- [EXERCISE PROMPT]:
Using the data below, show every line where the word "TagInfo" occurs.

Collected data
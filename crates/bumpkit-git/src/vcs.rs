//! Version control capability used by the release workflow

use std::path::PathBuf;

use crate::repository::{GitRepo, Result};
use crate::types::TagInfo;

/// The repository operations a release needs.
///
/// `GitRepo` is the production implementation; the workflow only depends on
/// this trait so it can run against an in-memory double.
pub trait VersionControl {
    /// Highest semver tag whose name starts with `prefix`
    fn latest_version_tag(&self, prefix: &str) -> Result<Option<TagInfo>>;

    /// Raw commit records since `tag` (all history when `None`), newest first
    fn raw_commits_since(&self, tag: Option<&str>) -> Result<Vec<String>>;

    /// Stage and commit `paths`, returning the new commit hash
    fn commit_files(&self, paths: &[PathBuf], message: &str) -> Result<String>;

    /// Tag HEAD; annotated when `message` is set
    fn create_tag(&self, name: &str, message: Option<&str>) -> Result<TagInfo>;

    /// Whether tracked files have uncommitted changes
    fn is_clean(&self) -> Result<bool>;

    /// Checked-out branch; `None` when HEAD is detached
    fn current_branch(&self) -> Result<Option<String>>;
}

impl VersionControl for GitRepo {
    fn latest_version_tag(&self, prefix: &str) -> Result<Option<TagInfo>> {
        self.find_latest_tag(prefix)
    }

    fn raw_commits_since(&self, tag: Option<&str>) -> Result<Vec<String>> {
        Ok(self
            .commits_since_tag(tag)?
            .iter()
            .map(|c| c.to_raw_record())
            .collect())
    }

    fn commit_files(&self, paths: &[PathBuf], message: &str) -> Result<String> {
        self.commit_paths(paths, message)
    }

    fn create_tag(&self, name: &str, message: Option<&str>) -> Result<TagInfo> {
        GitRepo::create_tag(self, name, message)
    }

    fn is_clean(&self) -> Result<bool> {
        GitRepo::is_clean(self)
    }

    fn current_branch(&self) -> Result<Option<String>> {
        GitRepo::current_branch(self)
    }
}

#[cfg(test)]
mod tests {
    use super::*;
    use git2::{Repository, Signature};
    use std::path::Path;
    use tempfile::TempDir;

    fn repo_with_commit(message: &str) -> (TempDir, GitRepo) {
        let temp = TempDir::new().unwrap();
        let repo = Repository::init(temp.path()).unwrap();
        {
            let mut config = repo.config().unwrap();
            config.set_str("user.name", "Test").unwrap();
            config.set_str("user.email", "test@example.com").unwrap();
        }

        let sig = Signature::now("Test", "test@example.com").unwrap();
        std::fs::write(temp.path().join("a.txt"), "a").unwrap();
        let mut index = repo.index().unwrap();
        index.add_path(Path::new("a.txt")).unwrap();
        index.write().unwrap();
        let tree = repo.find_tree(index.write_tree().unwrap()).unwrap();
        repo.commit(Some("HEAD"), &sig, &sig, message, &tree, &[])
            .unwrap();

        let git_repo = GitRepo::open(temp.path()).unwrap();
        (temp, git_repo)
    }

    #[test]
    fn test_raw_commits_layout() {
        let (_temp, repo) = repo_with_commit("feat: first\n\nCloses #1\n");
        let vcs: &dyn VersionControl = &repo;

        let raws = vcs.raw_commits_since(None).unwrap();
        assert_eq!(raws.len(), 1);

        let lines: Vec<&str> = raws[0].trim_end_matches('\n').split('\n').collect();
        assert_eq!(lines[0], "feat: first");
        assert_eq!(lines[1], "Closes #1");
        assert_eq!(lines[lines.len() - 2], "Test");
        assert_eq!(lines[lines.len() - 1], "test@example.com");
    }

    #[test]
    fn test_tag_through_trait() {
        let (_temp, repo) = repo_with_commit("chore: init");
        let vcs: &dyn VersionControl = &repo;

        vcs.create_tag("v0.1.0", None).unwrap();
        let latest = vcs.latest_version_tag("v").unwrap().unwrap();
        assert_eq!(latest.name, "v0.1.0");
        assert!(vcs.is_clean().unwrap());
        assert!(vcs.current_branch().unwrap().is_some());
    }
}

- [WORKED SOLUTION]:
use crate::types::TagInfo;
    fn latest_version_tag(&self, prefix: &str) -> Result<Option<TagInfo>>;
    fn create_tag(&self, name: &str, message: Option<&str>) -> Result<TagInfo>;
    fn latest_version_tag(&self, prefix: &str) -> Result<Option<TagInfo>> {
    fn create_tag(&self, name: &str, message: Option<&str>) -> Result<TagInfo> {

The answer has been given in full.